My family came to visit over Thanksgiving and, while my brother has hosted Thanksgiving at his place a couple times, this was the first time that I’ve hosted Thanksgiving here. My parents flew down from North Carolina and my brother came in from San Francisco. Quite pleasantly, my friend Anella was also able to join us, so in all it made for a really enjoyable Thanksgiving.
As I usually do, I kept my camera on-hand for photos. And, while I was pleased with how they came out, there were a few photo-nuances of which I made mental notes as well.
I really dig my Canon 40D and, to its credit, it does have an Auto-ISO mode (of sorts). Though it doesn’t offer settings for a shutter-speed threshold at which the ISO would be nudged upward (as Nikons do), its Auto-ISO is usually pretty competent. What I find odd, though, is that its “normal” ISO for ordinary scenes—its default ISO in Auto-ISO mode—is 400. You’d think that it’d simply choose the lowest possible ISO, and move it up from there as needed, but nooooo.
Most of my shots still worked out, and to be fair, I didn’t reject any of my shots based on ISO-grain alone. Still, if you look really closely at some of the images (at full resolution), you might be able to discern some grain there. If the shots happened to be at 1/15sec or something, that wouldn’t be so bad, but most of the shots were in the vicinity of around 1/200sec, so it’s not like the camera couldn’t have dropped the ISO to 200 and gone with a 1/100sec shutter speed. Well, c’est la vie. I suppose I’ll just have to set the ISO manually next time.

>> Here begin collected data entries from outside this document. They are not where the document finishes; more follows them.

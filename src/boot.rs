//! Runs the mapping over a list of ontology files.
//!
//! Loading errors are fatal and stop the run at the failing file; files
//! mapped before it stay committed. Mapping faults only abort their own file.

use std::path::PathBuf;
#[cfg(feature = "with-db")]
use std::path::Path;

use serde::Serialize;
use tracing::info;

#[cfg(feature = "with-db")]
use crate::graph;
use crate::{
    config::Config,
    graph::domain::GraphStore,
    mapping::{GraphMappingOrchestrator, MappingContext, MappingReport},
    ontology::{loader::OntologyLoader, reasoner},
    Result,
};

/// What a run left in the store.
#[derive(Debug, Clone, Serialize)]
pub struct RunSummary {
    pub reports: Vec<MappingReport>,
    pub nodes: usize,
    pub relationships: usize,
}

/// Maps each file in order into `store`, one transaction per file.
///
/// # Errors
///
/// When a file cannot be loaded. Mapping faults are reported, not returned.
pub async fn map_files<S: GraphStore>(
    store: &S,
    config: &Config,
    paths: &[PathBuf],
) -> Result<Vec<MappingReport>> {
    let classifier = config.classifier();
    let orchestrator = GraphMappingOrchestrator::from_config(store, &config.mapping);

    let mut reports = Vec::with_capacity(paths.len());
    for path in paths {
        let ontology = OntologyLoader::load(path)?;
        let oracle = reasoner::from_config(&config.reasoner, &ontology);
        let context = MappingContext::resolve(
            path.display().to_string(),
            &ontology,
            oracle.as_ref(),
            &classifier,
            &config.annotations,
        );
        reports.push(orchestrator.map_ontology(&context).await);
    }
    Ok(reports)
}

/// Maps `paths` into a store at `db_path` that starts empty.
///
/// # Errors
///
/// When the store cannot be opened or a file cannot be loaded.
#[cfg(feature = "with-db")]
pub async fn run(config: &Config, paths: &[PathBuf], db_path: &Path) -> Result<RunSummary> {
    if let Err(err) = graph::remove_store_directory(db_path) {
        tracing::warn!(
            path = %db_path.display(),
            err.msg = %err,
            "graph_store_directory_not_removed"
        );
    }
    let store = graph::SqliteGraphStore::open(db_path).await?;
    info!(path = %db_path.display(), files = paths.len(), "graph_store_opened");

    let reports = map_files(&store, config, paths).await?;
    summarize(&store, reports).await
}

/// Reads the final node and relationship counts of `store`.
///
/// # Errors
///
/// When the store cannot be read.
pub async fn summarize<S: GraphStore>(store: &S, reports: Vec<MappingReport>) -> Result<RunSummary> {
    let snapshot = store.snapshot().await?;
    let summary = RunSummary {
        reports,
        nodes: snapshot.nodes.len(),
        relationships: snapshot.relationships.len(),
    };
    info!(
        nodes = summary.nodes,
        relationships = summary.relationships,
        committed = summary.reports.iter().filter(|r| r.is_committed()).count(),
        aborted = summary.reports.iter().filter(|r| !r.is_committed()).count(),
        "mapping_run_finished"
    );
    Ok(summary)
}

The other thing that I noticed is that my 430EX flash has no battery indicator whatsoever. More precisely, I tried to take a couple shots indoors—in the kitchen—only to find that my flash wouldn’t fire; later checking revealed that it was simply a case of the batteries not having enough juice, but it would have been nice if my flash could have told me that before I had attempted to go for those shots.
I was chatting with my chum Travis over IM today—we both happen to have flash units from Canon—and we ended up coming to the conclusion that Canon enthusiasts have little choice but to keep a spare set of batteries in his or her pocket throughout one’s flash work. Now if flash units from Nikon happen to have battery indicators, feel free to laugh at us Canon people. On the other hand, my hunch is that Nikon flash gear doesn’t have battery indicators either. I guess that’s just the way things go.